## Supplied information
—————

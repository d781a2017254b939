use crate::engine::{emit_ai, Engine};
use crate::{Error, MAX_DATA};

impl Engine {
    /// Parses a bracketed AI element string such as
    /// `(01)12312312312326(10)ABC123`.
    ///
    /// Each element is `(` digits `)` value, the value running to the
    /// next unescaped `(`; `\(` denotes a literal `(`. The canonical
    /// unbracketed form is built with `^` separators and the parsed AIs
    /// are fully validated.
    pub fn parse_bracketed(&mut self, input: &str) -> Result<(), Error> {
        self.reset();
        if input.len() > MAX_DATA {
            return Err(Error::DataTooLong);
        }
        let mut data = String::with_capacity(input.len());
        let mut ais = Vec::new();
        let mut rest = input;
        if rest.is_empty() {
            return Err(Error::ExpectedOpeningBracket);
        }
        while !rest.is_empty() {
            rest = rest.strip_prefix('(').ok_or(Error::ExpectedOpeningBracket)?;
            let (code, after) = rest.split_once(')').ok_or(Error::UnterminatedAi)?;
            let (raw, next) = split_element_value(after);
            let entry = self
                .dict
                .lookup(code, code.len(), self.permit_unknown_ais)
                .ok_or_else(|| self.unknown_ai_error(code))?;
            let value = raw.replace("\\(", "(");
            entry.check_value(&value)?;
            emit_ai(&mut data, &mut ais, entry, &value, None)?;
            rest = next;
        }
        self.run_validators(&data, &ais)?;
        self.commit(data, ais);
        Ok(())
    }

    /// Parses the canonical unbracketed form, `^` standing for FNC1.
    pub fn parse_unbracketed(&mut self, input: &str) -> Result<(), Error> {
        self.process_ai_data(input, true)
    }

    /// Validates unbracketed AI data, committing the parse only when
    /// `extract` is set.
    ///
    /// A leading `^` is required. At each position the AI is resolved by
    /// prefix; a fixed-length AI consumes its schema-fixed span while an
    /// FNC1-requiring AI runs to the next `^` or the end of input,
    /// failing if that exceeds its maximum. A trailing `^` is tolerated.
    pub fn process_ai_data(&mut self, input: &str, extract: bool) -> Result<(), Error> {
        self.reset();
        if input.len() > MAX_DATA {
            return Err(Error::DataTooLong);
        }
        let mut data = String::with_capacity(input.len());
        let mut ais = Vec::new();
        let mut rest = input
            .strip_prefix('^')
            .ok_or(Error::MissingFnc1InFirstPosition)?;
        while !rest.is_empty() {
            let entry = self
                .dict
                .lookup(rest, 0, self.permit_unknown_ais)
                .ok_or_else(|| self.unknown_ai_error(rest))?;
            if extract && entry.ai.is_empty() {
                // the generic unknown pseudo-entry has no derivable AI
                // length, so nothing can be extracted from it
                return Err(self.unknown_ai_error(rest));
            }
            let after = &rest[entry.ai.len()..];
            let avail = after.find('^').unwrap_or(after.len());
            // a schema-fixed value consumes exactly its span and may be
            // followed directly by the next AI; anything else runs to
            // the separator
            let schema_fixed = !entry.fnc1 && entry.min_length() == entry.max_length();
            let vallen = if schema_fixed {
                let fixed = entry.max_length();
                if avail < fixed {
                    return Err(Error::AiDataHasIncorrectLength {
                        ai: entry.ai.clone(),
                    });
                }
                fixed
            } else {
                if avail > entry.max_length() {
                    return Err(Error::AiDataIsTooLong {
                        ai: entry.ai.clone(),
                    });
                }
                avail
            };
            let value = after
                .get(..vallen)
                .ok_or_else(|| Error::AiDataHasIncorrectLength {
                    ai: entry.ai.clone(),
                })?;
            entry.check_value(value)?;
            emit_ai(&mut data, &mut ais, entry, value, None)?;
            rest = &after[vallen..];
            if let Some(stripped) = rest.strip_prefix('^') {
                rest = stripped;
            }
        }
        self.run_validators(&data, &ais)?;
        if extract {
            self.commit(data, ais);
        }
        Ok(())
    }
}

/// Splits a bracketed element value from the rest of the input at the
/// next `(` not escaped by a backslash.
fn split_element_value(input: &str) -> (&str, &str) {
    let bytes = input.as_bytes();
    let mut i = 0;
    while i < bytes.len() {
        if bytes[i] == b'(' && (i == 0 || bytes[i - 1] != b'\\') {
            return (&input[..i], &input[i..]);
        }
        i += 1;
    }
    (input, "")
}

#[test]
fn test_split_element_value() {
    assert_eq!(split_element_value("ABC(10)X"), ("ABC", "(10)X"));
    assert_eq!(split_element_value("12345\\(11)99"), ("12345\\(11)99", ""));
    assert_eq!(split_element_value(""), ("", ""));
}

#[test]
fn test_parse_bracketed() {
    let mut engine = Engine::new();
    engine
        .parse_bracketed("(01)12312312312333(10)ABC123")
        .unwrap();
    assert_eq!(engine.data_str(), "^011231231231233310ABC123");
    let pairs: Vec<_> = engine.ai_data().collect();
    assert_eq!(pairs, [("01", "12312312312333"), ("10", "ABC123")]);

    // escaped bracket folds into the value
    engine
        .parse_bracketed("(10)12345\\(11)991225(01)12312312312333")
        .unwrap();
    assert_eq!(engine.data_str(), "^1012345(11)991225^0112312312312333");

    assert_eq!(
        engine.parse_bracketed("10)ABC"),
        Err(Error::ExpectedOpeningBracket)
    );
    assert_eq!(engine.parse_bracketed("(10ABC"), Err(Error::UnterminatedAi));
    assert_eq!(
        engine.parse_bracketed("(1)X"),
        Err(Error::AiUnrecognised { ai: "1".into() })
    );
    assert_eq!(
        engine.parse_bracketed("(10)"),
        Err(Error::AiDataEmpty { ai: "10".into() })
    );
    assert_eq!(
        engine.parse_bracketed("(10)AB^C"),
        Err(Error::AiValueContainsFnc1 { ai: "10".into() })
    );
    // failure leaves no partial state
    assert_eq!(engine.data_str(), "");
    assert!(engine.parsed_ais().is_empty());
}

#[test]
fn test_parse_unbracketed() {
    let mut engine = Engine::new();
    engine
        .parse_unbracketed("^011231231231233322TEST^10ABC^21XYZ")
        .unwrap();
    let pairs: Vec<_> = engine.ai_data().collect();
    assert_eq!(
        pairs,
        [
            ("01", "12312312312333"),
            ("22", "TEST"),
            ("10", "ABC"),
            ("21", "XYZ"),
        ]
    );
    // the canonical buffer reproduces the input
    assert_eq!(engine.data_str(), "^011231231231233322TEST^10ABC^21XYZ");

    // trailing FNC1 is tolerated
    engine
        .set_validation_enabled(crate::Validation::RequisiteAis, false)
        .unwrap();
    engine.parse_unbracketed("^10ABC^").unwrap();
    assert_eq!(engine.data_str(), "^10ABC");

    assert_eq!(
        engine.parse_unbracketed("10ABC"),
        Err(Error::MissingFnc1InFirstPosition)
    );
    // FNC1-requiring AI overrunning its maximum
    let long = format!("^10{}", "A".repeat(21));
    assert_eq!(
        engine.parse_unbracketed(&long),
        Err(Error::AiDataIsTooLong { ai: "10".into() })
    );
    // fixed-length AI cut short by a separator
    assert_eq!(
        engine.parse_unbracketed("^011231^10ABC"),
        Err(Error::AiDataHasIncorrectLength { ai: "01".into() })
    );
}

#[test]
fn test_bracketed_unbracketed_equivalence() {
    let mut a = Engine::new();
    let mut b = Engine::new();
    for input in [
        "(01)12312312312333(10)ABC123(99)XYZ",
        "(00)006141411234567890",
        "(01)12312312312326(21)abc123(17)260731",
        "(8010)1234ABC(8011)1234",
    ] {
        a.parse_bracketed(input).unwrap();
        b.parse_unbracketed(&a.data_str().to_string()).unwrap();
        let left: Vec<_> = a.ai_data().map(|(x, y)| (x.to_string(), y.to_string())).collect();
        let right: Vec<_> = b.ai_data().map(|(x, y)| (x.to_string(), y.to_string())).collect();
        assert_eq!(left, right, "{input}");
        assert_eq!(a.data_str(), b.data_str(), "{input}");
    }
}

—————

## Required work
From the listing above, extract all records word for word.

## Written response
repository d781a2017254b939
use crate::engine::{emit_ai, Engine};
use crate::{Error, MAX_DATA};

impl Engine {
    /// Parses a bracketed AI element string such as
    /// `(01)12312312312326(10)ABC123`.
    ///
    /// Each element is `(` digits `)` value, the value running to the
    /// next unescaped `(`; `\(` denotes a literal `(`. The canonical
    /// unbracketed form is built with `^` separators and the parsed AIs
    /// are fully validated.
    pub fn parse_bracketed(&mut self, input: &str) -> Result<(), Error> {
        self.reset();
        if input.len() > MAX_DATA {
            return Err(Error::DataTooLong);
        }
        let mut data = String::with_capacity(input.len());
        let mut ais = Vec::new();
        let mut rest = input;
        if rest.is_empty() {
            return Err(Error::ExpectedOpeningBracket);
        }
        while !rest.is_empty() {
            rest = rest.strip_prefix('(').ok_or(Error::ExpectedOpeningBracket)?;
            let (code, after) = rest.split_once(')').ok_or(Error::UnterminatedAi)?;
            let (raw, next) = split_element_value(after);
            let entry = self
                .dict
                .lookup(code, code.len(), self.permit_unknown_ais)
                .ok_or_else(|| self.unknown_ai_error(code))?;
            let value = raw.replace("\\(", "(");
            entry.check_value(&value)?;
            emit_ai(&mut data, &mut ais, entry, &value, None)?;
            rest = next;
        }
        self.run_validators(&data, &ais)?;
        self.commit(data, ais);
        Ok(())
    }

    /// Parses the canonical unbracketed form, `^` standing for FNC1.
    pub fn parse_unbracketed(&mut self, input: &str) -> Result<(), Error> {
        self.process_ai_data(input, true)
    }

    /// Validates unbracketed AI data, committing the parse only when
    /// `extract` is set.
    ///
    /// A leading `^` is required. At each position the AI is resolved by
    /// prefix; a fixed-length AI consumes its schema-fixed span while an
    /// FNC1-requiring AI runs to the next `^` or the end of input,
    /// failing if that exceeds its maximum. A trailing `^` is tolerated.
    pub fn process_ai_data(&mut self, input: &str, extract: bool) -> Result<(), Error> {
        self.reset();
        if input.len() > MAX_DATA {
            return Err(Error::DataTooLong);
        }
        let mut data = String::with_capacity(input.len());
        let mut ais = Vec::new();
        let mut rest = input
            .strip_prefix('^')
            .ok_or(Error::MissingFnc1InFirstPosition)?;
        while !rest.is_empty() {
            let entry = self
                .dict
                .lookup(rest, 0, self.permit_unknown_ais)
                .ok_or_else(|| self.unknown_ai_error(rest))?;
            if extract && entry.ai.is_empty() {
                // the generic unknown pseudo-entry has no derivable AI
                // length, so nothing can be extracted from it
                return Err(self.unknown_ai_error(rest));
            }
            let after = &rest[entry.ai.len()..];
            let avail = after.find('^').unwrap_or(after.len());
            // a schema-fixed value consumes exactly its span and may be
            // followed directly by the next AI; anything else runs to
            // the separator
            let schema_fixed = !entry.fnc1 && entry.min_length() == entry.max_length();
            let vallen = if schema_fixed {
                let fixed = entry.max_length();
                if avail < fixed {
                    return Err(Error::AiDataHasIncorrectLength {
                        ai: entry.ai.clone(),
                    });
                }
                fixed
            } else {
                if avail > entry.max_length() {
                    return Err(Error::AiDataIsTooLong {
                        ai: entry.ai.clone(),
                    });
                }
                avail
            };
            let value = after
                .get(..vallen)
                .ok_or_else(|| Error::AiDataHasIncorrectLength {
                    ai: entry.ai.clone(),
                })?;
            entry.check_value(value)?;
            emit_ai(&mut data, &mut ais, entry, value, None)?;
            rest = &after[vallen..];
            if let Some(stripped) = rest.strip_prefix('^') {
                rest = stripped;
            }
        }
        self.run_validators(&data, &ais)?;
        if extract {
            self.commit(data, ais);
        }
        Ok(())
    }
}

/// Splits a bracketed element value from the rest of the input at the
/// next `(` not escaped by a backslash.
fn split_element_value(input: &str) -> (&str, &str) {
    let bytes = input.as_bytes();
    let mut i = 0;
    while i < bytes.len() {
        if bytes[i] == b'(' && (i == 0 || bytes[i - 1] != b'\\') {
            return (&input[..i], &input[i..]);
        }
        i += 1;
    }
    (input, "")
}

#[test]
fn test_split_element_value() {
    assert_eq!(split_element_value("ABC(10)X"), ("ABC", "(10)X"));
    assert_eq!(split_element_value("12345\\(11)99"), ("12345\\(11)99", ""));
    assert_eq!(split_element_value(""), ("", ""));
}

#[test]
fn test_parse_bracketed() {
    let mut engine = Engine::new();
    engine
        .parse_bracketed("(01)12312312312333(10)ABC123")
        .unwrap();
    assert_eq!(engine.data_str(), "^011231231231233310ABC123");
    let pairs: Vec<_> = engine.ai_data().collect();
    assert_eq!(pairs, [("01", "12312312312333"), ("10", "ABC123")]);

    // escaped bracket folds into the value
    engine
        .parse_bracketed("(10)12345\\(11)991225(01)12312312312333")
        .unwrap();
    assert_eq!(engine.data_str(), "^1012345(11)991225^0112312312312333");

    assert_eq!(
        engine.parse_bracketed("10)ABC"),
        Err(Error::ExpectedOpeningBracket)
    );
    assert_eq!(engine.parse_bracketed("(10ABC"), Err(Error::UnterminatedAi));
    assert_eq!(
        engine.parse_bracketed("(1)X"),
        Err(Error::AiUnrecognised { ai: "1".into() })
    );
    assert_eq!(
        engine.parse_bracketed("(10)"),
        Err(Error::AiDataEmpty { ai: "10".into() })
    );
    assert_eq!(
        engine.parse_bracketed("(10)AB^C"),
        Err(Error::AiValueContainsFnc1 { ai: "10".into() })
    );
    // failure leaves no partial state
    assert_eq!(engine.data_str(), "");
    assert!(engine.parsed_ais().is_empty());
}

#[test]
fn test_parse_unbracketed() {
    let mut engine = Engine::new();
    engine
        .parse_unbracketed("^011231231231233322TEST^10ABC^21XYZ")
        .unwrap();
    let pairs: Vec<_> = engine.ai_data().collect();
    assert_eq!(
        pairs,
        [
            ("01", "12312312312333"),
            ("22", "TEST"),
            ("10", "ABC"),
            ("21", "XYZ"),
        ]
    );
    // the canonical buffer reproduces the input
    assert_eq!(engine.data_str(), "^011231231231233322TEST^10ABC^21XYZ");

    // trailing FNC1 is tolerated
    engine
        .set_validation_enabled(crate::Validation::RequisiteAis, false)
        .unwrap();
    engine.parse_unbracketed("^10ABC^").unwrap();
    assert_eq!(engine.data_str(), "^10ABC");

    assert_eq!(
        engine.parse_unbracketed("10ABC"),
        Err(Error::MissingFnc1InFirstPosition)
    );
    // FNC1-requiring AI overrunning its maximum
    let long = format!("^10{}", "A".repeat(21));
    assert_eq!(
        engine.parse_unbracketed(&long),
        Err(Error::AiDataIsTooLong { ai: "10".into() })
    );
    // fixed-length AI cut short by a separator
    assert_eq!(
        engine.parse_unbracketed("^011231^10ABC"),
        Err(Error::AiDataHasIncorrectLength { ai: "01".into() })
    );
}

#[test]
fn test_bracketed_unbracketed_equivalence() {
    let mut a = Engine::new();
    let mut b = Engine::new();
    for input in [
        "(01)12312312312333(10)ABC123(99)XYZ",
        "(00)006141411234567890",
        "(01)12312312312326(21)abc123(17)260731",
        "(8010)1234ABC(8011)1234",
    ] {
        a.parse_bracketed(input).unwrap();
        b.parse_unbracketed(&a.data_str().to_string()).unwrap();
        let left: Vec<_> = a.ai_data().map(|(x, y)| (x.to_string(), y.to_string())).collect();
        let right: Vec<_> = b.ai_data().map(|(x, y)| (x.to_string(), y.to_string())).collect();
        assert_eq!(left, right, "{input}");
        assert_eq!(a.data_str(), b.data_str(), "{input}");
    }
}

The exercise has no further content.